In a study of the biotransformation of [U-fluoropheny-14C]flumethrin after oral administration (Ecker, 1983) the author reported the urinary elimination of two primary metabolites, 4-fluoro-3-(4-hydroxyphenoxy)benzoic acid (not reported by Rauchschwalbe) and 4-fluoro-3-phenoxybenzoic acid (found by Rauchschwalbe), 0-24 hours and 24-48 hours after administration. The hydroxyphenoxy metabolite accounted for 50 and 80% and the phenoxy metabolite for 35 and 10% of the radioactivity at these times. The glycine conjugates of the two primary metabolites were also reported, but accounted for at most 4 and 7.4% respectively of the urinary radioactivity.

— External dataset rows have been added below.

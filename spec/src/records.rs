//! Journal event and ledger entry schema.
//!
//! Ledger entries are hash chained: each entry's `hash` is the SHA-256 of
//! the canonical JSON of the entry with the `hash` field omitted, and
//! `prev_hash` binds to the previous chain head. Journal events carry the
//! local timezone metadata alongside the UTC timestamp so downstream
//! temporal aggregation can reconstruct local days.

use crate::canonical::canonical_json;
use crate::hashing::{sha256_canonical, sha256_text};
use serde::{Deserialize, Serialize};
use serde_json::{Map, Value};
use thiserror::Error;

/// Errors raised while assembling records.
#[derive(Debug, Error)]
pub enum RecordError {
    /// A record body was not a JSON object.
    #[error("record payload must be a JSON object")]
    NotAnObject,
}

/// Errors raised while validating a ledger chain.
#[derive(Debug, Error, PartialEq, Eq)]
pub enum ChainError {
    /// Stored hash does not match the recomputed canonical hash.
    #[error("entry {index}: stored hash does not match canonical hash")]
    HashMismatch {
        /// Zero-based index of the offending entry.
        index: usize,
    },
    /// `prev_hash` does not bind to the prior entry.
    #[error("entry {index}: prev_hash broken")]
    BrokenLink {
        /// Zero-based index of the offending entry.
        index: usize,
    },
}

/// One append-only journal event.
#[derive(Debug, Clone, Serialize, Deserialize, PartialEq, Eq)]
pub struct JournalEvent {
    /// Run-scoped event id.
    pub event_id: String,
    /// Dotted event type, e.g. `capture.segment`.
    pub event_type: String,
    /// UTC timestamp (RFC 3339).
    pub ts_utc: String,
    /// Free-form JSON payload.
    pub payload: Value,
    /// Run the event belongs to.
    pub run_id: String,
    /// IANA timezone id of the host at event time.
    pub tzid: String,
    /// UTC offset of the host at event time, in minutes.
    pub offset_minutes: i32,
}

impl JournalEvent {
    /// Canonical NDJSON line for this event (no trailing newline).
    pub fn to_line(&self) -> String {
        let value = serde_json::to_value(self).unwrap_or(Value::Null);
        canonical_json(&value)
    }
}

/// One hash-chained ledger entry.
#[derive(Debug, Clone, Serialize, Deserialize, PartialEq, Eq)]
pub struct LedgerEntry {
    /// Pipeline stage that produced the entry, e.g. `segment.seal`.
    pub stage: String,
    /// Record ids consumed by the stage.
    pub inputs: Vec<String>,
    /// Record ids produced by the stage.
    pub outputs: Vec<String>,
    /// Stage payload.
    pub payload: Value,
    /// UTC timestamp (RFC 3339).
    pub ts_utc: String,
    /// Hash of the previous chain head, if any.
    pub prev_hash: Option<String>,
    /// SHA-256 over the canonical JSON of this entry with `hash` omitted.
    pub hash: String,
}

impl LedgerEntry {
    /// Assemble an entry, computing its chain hash against `prev_hash`.
    pub fn build(
        stage: impl Into<String>,
        inputs: Vec<String>,
        outputs: Vec<String>,
        payload: Value,
        ts_utc: impl Into<String>,
        prev_hash: Option<String>,
    ) -> Self {
        let mut entry = LedgerEntry {
            stage: stage.into(),
            inputs,
            outputs,
            payload,
            ts_utc: ts_utc.into(),
            prev_hash,
            hash: String::new(),
        };
        entry.hash = entry.canonical_hash();
        entry
    }

    /// Recompute the canonical hash (entry with `hash` omitted).
    pub fn canonical_hash(&self) -> String {
        let mut value = serde_json::to_value(self).unwrap_or(Value::Null);
        if let Value::Object(ref mut map) = value {
            map.remove("hash");
        }
        sha256_text(&canonical_json(&value))
    }

    /// Canonical NDJSON line for this entry (no trailing newline).
    pub fn to_line(&self) -> String {
        let value = serde_json::to_value(self).unwrap_or(Value::Null);
        canonical_json(&value)
    }
}

/// Verify a ledger chain end to end: every stored hash matches its
/// canonical recomputation and every `prev_hash` binds to its predecessor.
pub fn verify_chain(entries: &[LedgerEntry]) -> Result<(), ChainError> {
    let mut prev: Option<&str> = None;
    for (index, entry) in entries.iter().enumerate() {
        if entry.canonical_hash() != entry.hash {
            return Err(ChainError::HashMismatch { index });
        }
        if entry.prev_hash.as_deref() != prev {
            return Err(ChainError::BrokenLink { index });
        }
        prev = Some(entry.hash.as_str());
    }
    Ok(())
}

/// Stamp `payload_hash` into a record object: SHA-256 of the canonical
/// JSON of the object with any existing `payload_hash` removed.
pub fn with_payload_hash(mut record: Value) -> Result<Value, RecordError> {
    let Value::Object(ref mut map) = record else {
        return Err(RecordError::NotAnObject);
    };
    map.remove("payload_hash");
    let hash = sha256_canonical(&Value::Object(map.clone()));
    map.insert("payload_hash".to_string(), Value::String(hash));
    Ok(record)
}

/// Assemble a derived-artifact record. Every derived record binds its
/// parent evidence and the exact extractor provenance (`method`,
/// `provider_id`, `model_id`, `model_digest`) before the payload-hash
/// stamp.
#[allow(clippy::too_many_arguments)]
pub fn derived_record(
    record_type: &str,
    record_id: &str,
    parent_evidence_id: &str,
    method: &str,
    provider_id: &str,
    model_id: &str,
    model_digest: &str,
    ts_utc: &str,
    payload: Value,
) -> Result<Value, RecordError> {
    with_payload_hash(serde_json::json!({
        "record_type": record_type,
        "record_id": record_id,
        "parent_evidence_id": parent_evidence_id,
        "method": method,
        "provider_id": provider_id,
        "model_id": model_id,
        "model_digest": model_digest,
        "ts_utc": ts_utc,
        "payload": payload,
    }))
}

/// Check the `payload_hash` law on a record object.
pub fn payload_hash_valid(record: &Value) -> bool {
    let Value::Object(map) = record else {
        return false;
    };
    let Some(Value::String(stored)) = map.get("payload_hash") else {
        return false;
    };
    let mut stripped: Map<String, Value> = map.clone();
    stripped.remove("payload_hash");
    sha256_canonical(&Value::Object(stripped)) == *stored
}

Figure 1. Proposed metabolic pathways of flumethrin in rats and cattle.
|
(I) |
4-fluoro-3-phenoxybenzoic acid |
|
(II) |
4-fluoro-3-(4-hydroxyphenoxy)benzoic acid |
|
(III) |
4-fluoro-3-phenoxybenzoylglycine (glycine conjugate of (I)) |
|
(IV) |
4-fluoro-3-(4-hydroxyphenoxy)benzoylglycine |
|
(V) |
3-(B,4-dichlorostyryl)-2,2-dimethylcyclopropanecarboxylic acid (flumethrin acid, BNF 5533A) |
|
(VI) |
flumethrin acid glucuronide |
In a fourth study whole-body autoradiography was used to study the distribution of total radioactivity during 48 hours after single oral doses of [U-chlorophenyl-14C]flumethrin (Klein, 1993a). The author reported slow or delayed absorption and only slowly decreasing residues in the organs and tissues, with the highest concentration in the liver. Towards the end of the experiment the highest residues were in the organs of excretion.
A fifth study investigated the biokinetic behaviour and metabolism of flumethrin in rats after single oral doses or after oral dosing for 7 consecutive days with flumethrin labelled with 14C in the chlorophenyl ring. In a separate experiment a single dose was also administered duodenally (Klein, 1993b). Again, radioactivity was reported to be only partially absorbed from the intestine with 77-88% slowly eliminated, (68% in the faeces, 2% in the urine). The faeces were the source of residues for identification. The highest concentrations of 14C were found in the plasma and the lowest in the brain. Nine to 20% of the dose was found in non-intestinal tissues. Multiple doses demonstrated the accumulation of residues. The only two compounds identified in the faeces were flumethrin and BNF 5533A (flumethrin acid, V in Figure 1). The ratio of flumethrin to BNF 5533A was 53:16 in males and 24:30 in females.